The Fairfield Aviation General Supply Depot is a former Aviation Section, U.S. Signal Corps military installation, located adjacent to Wilbur Wright Field in Riverside, Ohio.

==History==
The Fairfield Aviation General Supply Depot was constructed on 40 acres (160,000 m2) in 1917 on land purchased by the Army from the Miami Conservancy District. The land bordered Wilbur Wright Field.

Adjacent to it in order to provide support, the Fairfield Aviation General Supply Depot provided logistics support to Wilbur Wright Field and three other Signal Corps aviation schools located in the Midwest. Each day the depot received, stored, and issued equipment and supplies to Signal Corps aviation schools in the region.
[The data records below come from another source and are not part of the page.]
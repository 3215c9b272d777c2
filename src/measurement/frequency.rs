// Carrier frequency selection
//
// The physical device supports a fixed 7-entry carrier table. An older
// firmware accepts any integer frequency in 1..=1000 Hz instead; that path
// is only reachable when configured as `FrequencyMode::Legacy`.

use serde::{Deserialize, Serialize};
use std::ops::RangeInclusive;

/// Carrier frequencies of the physical device (Hz), index 0..=6
pub const FREQUENCY_TABLE_HZ: [u32; 7] = [19_000, 22_600, 34_000, 45_000, 68_000, 90_400, 135_600];

/// Frequencies accepted by the legacy firmware path (Hz)
pub const LEGACY_FREQUENCY_RANGE: RangeInclusive<u32> = 1..=1000;

/// How the session chooses the carrier frequency
#[derive(Debug, Clone, Copy, PartialEq, Eq, Default, Serialize, Deserialize)]
#[serde(rename_all = "snake_case")]
pub enum FrequencyMode {
    /// Select by index into [`FREQUENCY_TABLE_HZ`]
    #[default]
    Table,
    /// Free frequency in [`LEGACY_FREQUENCY_RANGE`]
    Legacy,
}

impl FrequencyMode {
    /// Human-readable description of the accepted values
    pub fn describe_allowed(&self) -> String {
        match self {
            FrequencyMode::Table => format!("table index 0..={}", FREQUENCY_TABLE_HZ.len() - 1),
            FrequencyMode::Legacy => format!(
                "{}..={} Hz",
                LEGACY_FREQUENCY_RANGE.start(),
                LEGACY_FREQUENCY_RANGE.end()
            ),
        }
    }

    /// Whether a raw frequency is acceptable in this mode
    pub fn accepts_hz(&self, hz: u32) -> bool {
        match self {
            FrequencyMode::Table => FREQUENCY_TABLE_HZ.contains(&hz),
            FrequencyMode::Legacy => LEGACY_FREQUENCY_RANGE.contains(&hz),
        }
    }
}

/// Selected entry of the carrier table
#[derive(Debug, Clone, Copy, PartialEq, Eq, Default)]
pub struct FrequencyTable {
    selected: usize,
}

impl FrequencyTable {
    pub fn new() -> Self {
        Self::default()
    }

    pub fn len(&self) -> usize {
        FREQUENCY_TABLE_HZ.len()
    }

    pub fn is_empty(&self) -> bool {
        false
    }

    pub fn get(&self, index: usize) -> Option<u32> {
        FREQUENCY_TABLE_HZ.get(index).copied()
    }

    /// Select an entry; out-of-range indices leave the selection unchanged
    pub fn select(&mut self, index: usize) -> Option<u32> {
        let hz = self.get(index)?;
        self.selected = index;
        Some(hz)
    }

    pub fn selected_index(&self) -> usize {
        self.selected
    }

    pub fn selected_hz(&self) -> u32 {
        FREQUENCY_TABLE_HZ[self.selected]
    }

    /// Table index of an exact frequency
    pub fn index_of(hz: u32) -> Option<usize> {
        FREQUENCY_TABLE_HZ.iter().position(|&entry| entry == hz)
    }
}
In 1924, additional land was purchased and the deeds presented to President Calvin Coolidge for the construction of a new aviation engineering center. The entire acreage including the Fairfield Air Depot was designated Wright Field in honor of both Wright brothers.

Between 1925 and 1927, modern new facilities were built. Orville Wright raised the flag over the new engineering center at the official dedication ceremony on 12 October 1927. The merged facilities were renamed Wright Field in honor of the Wright brothers and became headquarters for the Material Division of the United States Army Air Corps. Wright Field retained its airfield, with the Fairfield Air Depot supporting its operations as well as the Air Corps engineering center.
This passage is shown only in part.